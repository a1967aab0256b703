//! The menu tree.
//!
//! Every `config`, `menuconfig`, `choice`, `menu` and `comment` statement
//! produces one [`MenuNode`]. Nodes are linked the way the menu is shown:
//! `list` points at the first child and `next` at the following sibling.

use std::collections::HashSet;

use crate::{
    Kconfig,
    expr::{ChoiceId, ExprRef, SymbolId},
};

/// Handle of a node in the [`Kconfig`] arena.
#[derive(Debug, Clone, Copy, PartialEq, Eq, PartialOrd, Ord, Hash)]
pub struct NodeId(pub(crate) usize);

impl NodeId {
    pub fn index(self) -> usize {
        self.0
    }
}

/// What a menu node holds.
#[derive(Debug, Clone, Copy, PartialEq, Eq, Hash)]
pub enum MenuItem {
    Symbol(SymbolId),
    Choice(ChoiceId),
    Menu,
    Comment,
}

/// A position in the menu tree.
#[derive(Debug)]
pub struct MenuNode {
    pub(crate) item: MenuItem,
    pub(crate) parent: Option<NodeId>,
    pub(crate) list: Option<NodeId>,
    pub(crate) next: Option<NodeId>,

    pub(crate) prompt: Option<(String, ExprRef)>,
    pub(crate) help: Option<String>,
    pub(crate) dep: ExprRef,
    /// `visible if` condition. Only meaningful for menus.
    pub(crate) visibility: ExprRef,

    pub(crate) defaults: Vec<(ExprRef, ExprRef)>,
    pub(crate) selects: Vec<(SymbolId, ExprRef)>,
    pub(crate) implies: Vec<(SymbolId, ExprRef)>,
    pub(crate) ranges: Vec<(SymbolId, SymbolId, ExprRef)>,

    pub(crate) is_menuconfig: bool,
    /// `if` block, removed from the tree after finalization.
    pub(crate) is_if: bool,

    pub(crate) filename: String,
    pub(crate) linenr: usize,
    pub(crate) include_path: Vec<(String, usize)>,
}

impl MenuNode {
    pub(crate) fn new(item: MenuItem, y: &ExprRef, filename: &str, linenr: usize) -> Self {
        Self {
            item,
            parent: None,
            list: None,
            next: None,
            prompt: None,
            help: None,
            dep: y.clone(),
            visibility: y.clone(),
            defaults: Vec::new(),
            selects: Vec::new(),
            implies: Vec::new(),
            ranges: Vec::new(),
            is_menuconfig: false,
            is_if: false,
            filename: filename.to_string(),
            linenr,
            include_path: Vec::new(),
        }
    }

    pub fn item(&self) -> MenuItem {
        self.item
    }

    pub fn parent(&self) -> Option<NodeId> {
        self.parent
    }

    /// First child.
    pub fn list(&self) -> Option<NodeId> {
        self.list
    }

    /// Next sibling.
    pub fn next(&self) -> Option<NodeId> {
        self.next
    }

    /// Prompt text and its condition, with inherited dependencies applied.
    pub fn prompt(&self) -> Option<(&str, &ExprRef)> {
        self.prompt.as_ref().map(|(text, cond)| (text.as_str(), cond))
    }

    pub fn prompt_text(&self) -> Option<&str> {
        self.prompt.as_ref().map(|(text, _)| text.as_str())
    }

    pub fn help(&self) -> Option<&str> {
        self.help.as_deref()
    }

    /// Dependencies of this location, including those inherited from
    /// enclosing menus, choices and `if` blocks.
    pub fn dep(&self) -> &ExprRef {
        &self.dep
    }

    pub fn visibility(&self) -> &ExprRef {
        &self.visibility
    }

    pub fn defaults(&self) -> &[(ExprRef, ExprRef)] {
        &self.defaults
    }

    pub fn selects(&self) -> &[(SymbolId, ExprRef)] {
        &self.selects
    }

    pub fn implies(&self) -> &[(SymbolId, ExprRef)] {
        &self.implies
    }

    pub fn ranges(&self) -> &[(SymbolId, SymbolId, ExprRef)] {
        &self.ranges
    }

    /// True for `menuconfig` symbols, menus and choices: nodes shown as
    /// separate menus.
    pub fn is_menuconfig(&self) -> bool {
        self.is_menuconfig
    }

    pub fn filename(&self) -> &str {
        &self.filename
    }

    pub fn linenr(&self) -> usize {
        self.linenr
    }

    /// `(file, line)` of each `source` statement leading to this node.
    pub fn include_path(&self) -> &[(String, usize)] {
        &self.include_path
    }

    /// The symbol held by this node, if any.
    pub fn sym(&self) -> Option<SymbolId> {
        match self.item {
            MenuItem::Symbol(s) => Some(s),
            _ => None,
        }
    }

    /// Drops `dep` from the end of a propagated condition.
    pub(crate) fn strip_dep(&self, expr: &ExprRef, y: &ExprRef) -> ExprRef {
        if std::rc::Rc::ptr_eq(&self.dep, expr) {
            return y.clone();
        }
        if let crate::expr::Expr::And(left, right) = &**expr {
            if std::rc::Rc::ptr_eq(right, &self.dep) {
                return left.clone();
            }
        }
        expr.clone()
    }

    /// The prompt as written, without inherited dependencies.
    pub fn orig_prompt(&self, y: &ExprRef) -> Option<(String, ExprRef)> {
        self.prompt
            .as_ref()
            .map(|(text, cond)| (text.clone(), self.strip_dep(cond, y)))
    }

    pub fn orig_defaults(&self, y: &ExprRef) -> Vec<(ExprRef, ExprRef)> {
        self.defaults
            .iter()
            .map(|(v, cond)| (v.clone(), self.strip_dep(cond, y)))
            .collect()
    }

    pub fn orig_selects(&self, y: &ExprRef) -> Vec<(SymbolId, ExprRef)> {
        self.selects
            .iter()
            .map(|(t, cond)| (*t, self.strip_dep(cond, y)))
            .collect()
    }

    pub fn orig_implies(&self, y: &ExprRef) -> Vec<(SymbolId, ExprRef)> {
        self.implies
            .iter()
            .map(|(t, cond)| (*t, self.strip_dep(cond, y)))
            .collect()
    }

    pub fn orig_ranges(&self, y: &ExprRef) -> Vec<(SymbolId, SymbolId, ExprRef)> {
        self.ranges
            .iter()
            .map(|(lo, hi, cond)| (*lo, *hi, self.strip_dep(cond, y)))
            .collect()
    }
}

/// Preorder walk over the menu tree, skipping the top node.
///
/// Created by [`Kconfig::node_iter`].
pub struct NodeIter<'a> {
    kconf: &'a Kconfig,
    cur: Option<NodeId>,
    seen: Option<HashSet<SymbolId>>,
}

impl<'a> NodeIter<'a> {
    pub(crate) fn new(kconf: &'a Kconfig, unique_syms: bool) -> Self {
        Self {
            kconf,
            cur: Some(kconf.top_node()),
            seen: unique_syms.then(HashSet::new),
        }
    }

    fn advance(&self, node: NodeId) -> Option<NodeId> {
        let n = self.kconf.node(node);
        if let Some(list) = n.list {
            return Some(list);
        }
        if let Some(next) = n.next {
            return Some(next);
        }
        let mut cur = n.parent;
        while let Some(p) = cur {
            let pn = self.kconf.node(p);
            if let Some(next) = pn.next {
                return Some(next);
            }
            cur = pn.parent;
        }
        None
    }
}

impl Iterator for NodeIter<'_> {
    type Item = NodeId;

    fn next(&mut self) -> Option<NodeId> {
        loop {
            let node = self.advance(self.cur?)?;
            self.cur = Some(node);
            if let (Some(seen), MenuItem::Symbol(sym)) = (&mut self.seen, self.kconf.node(node).item)
            {
                if !seen.insert(sym) {
                    continue;
                }
            }
            return Some(node);
        }
    }
}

★ ★ ★ ★ ★ ★ ★

> _WHAT NEEDS TO BE DONE_:
Each line of the data in which the string "left" appears needs to be copied.

> _ANSWER SPACE_:
        if let crate::expr::Expr::And(left, right) = &**expr {
                return left.clone();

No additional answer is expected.